The breathtaking mountain, with its flattened summit and ringed defenses, was Herod the Great’s circular palace-fortress. Known as “The Herodium” during the first century, it was the third largest fortress in the entire world and a symbol of the power and might of evil in that land. Historians believe that it was from this location that Herod dispatched his ruthless troops to kill all the boys in Bethlehem and its vicinity who were two years old and under (Matthew 2:16).
While traveling in Israel once again in early 1999, I visited this awesome site. The very presence of the enormous mountain overshadowed everything else in the region including the “Little Town of Bethlehem.” Everything and everyone in David’s town was enveloped in its dominance.
We, too, are not strangers to the presence of evil. In the wake of the Paris and San Bernardino attacks, the fear of terrorism has only intensified. Add to that the threat of domestic mass shootings, gun violence, racial strife, crime, and the context of an increasingly fragmented society, many in our country are gripped by fear this holiday season. How then shall we live knowing that those who plot evil have not have not repented of their sins and traded in their guns for olive branches? Do we dare live as if God is stronger than the evil and trouble that we face in our own lives and society? Do we live as if the power that we have is greater than any power that is against us?”
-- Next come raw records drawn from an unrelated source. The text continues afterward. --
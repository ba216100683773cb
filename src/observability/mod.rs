//! 可观测性：tracing 日志初始化
//!
//! 默认 info，可通过 RUST_LOG 覆盖；回退类告警使用 target `planflow::fallback`，
//! 可单独过滤，如 `RUST_LOG=planflow::fallback=warn`。

use tracing_subscriber::{fmt, prelude::*, EnvFilter};

pub fn init() {
    tracing_subscriber::registry()
        .with(EnvFilter::from_default_env().add_directive("info".parse().unwrap()))
        .with(fmt::layer().with_writer(std::io::stderr))
        .init();
}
Somewhere within the shadow of the Herodium, the Savior of the world was born. It was within that shadow that the Christmas angel said to the shepherds in Bethlehem’s fields, “Do not be afraid, for I bring you good tidings of great joy which will be to all people. For there is born to you this day in the city of David a Savior who is Christ the Lord!” (Luke 2:10-11). It is within that same shadow this year that we must give ear to our Wonderful Counselor’s comfort, “Peace I leave with you, My peace I give to you; Let not your heart be troubled, neither let it be afraid” (John 14:27).
Yet, the promise of peace is more than the absence of conflict. The Hebrew word shalom means “something once fractured has been made whole again.” As followers of the Prince of Peace, we must seek peace. God expects us to be more than peace-wishers. We are to be peacemakers. Jesus said, “Blessed are the peacemakers, for they shall be called the children of God” (Matthew 5:9). In this world of fear and hatred, we must strive to create shalom communities and be instruments of God’s justice, restoration and hope.
Yes, we live in a scary world. Therefore, it is in the shadow of Devils Tower that we live...and love. Because, even though the cultural, political and theological descendants of Herod still seem dominant, the divine paradox is that our hope is found in a small crying manger babe who is really in control. This season, as God once again breaks open the symbols of the Christmas story in such a way that they illuminate our spirits, we light a candle in the shadow of Devil’s Tower. We shine the light that has come to us from outside our darkness, a gift, the holy child of Bethlehem, Jesus Christ—the light of the world.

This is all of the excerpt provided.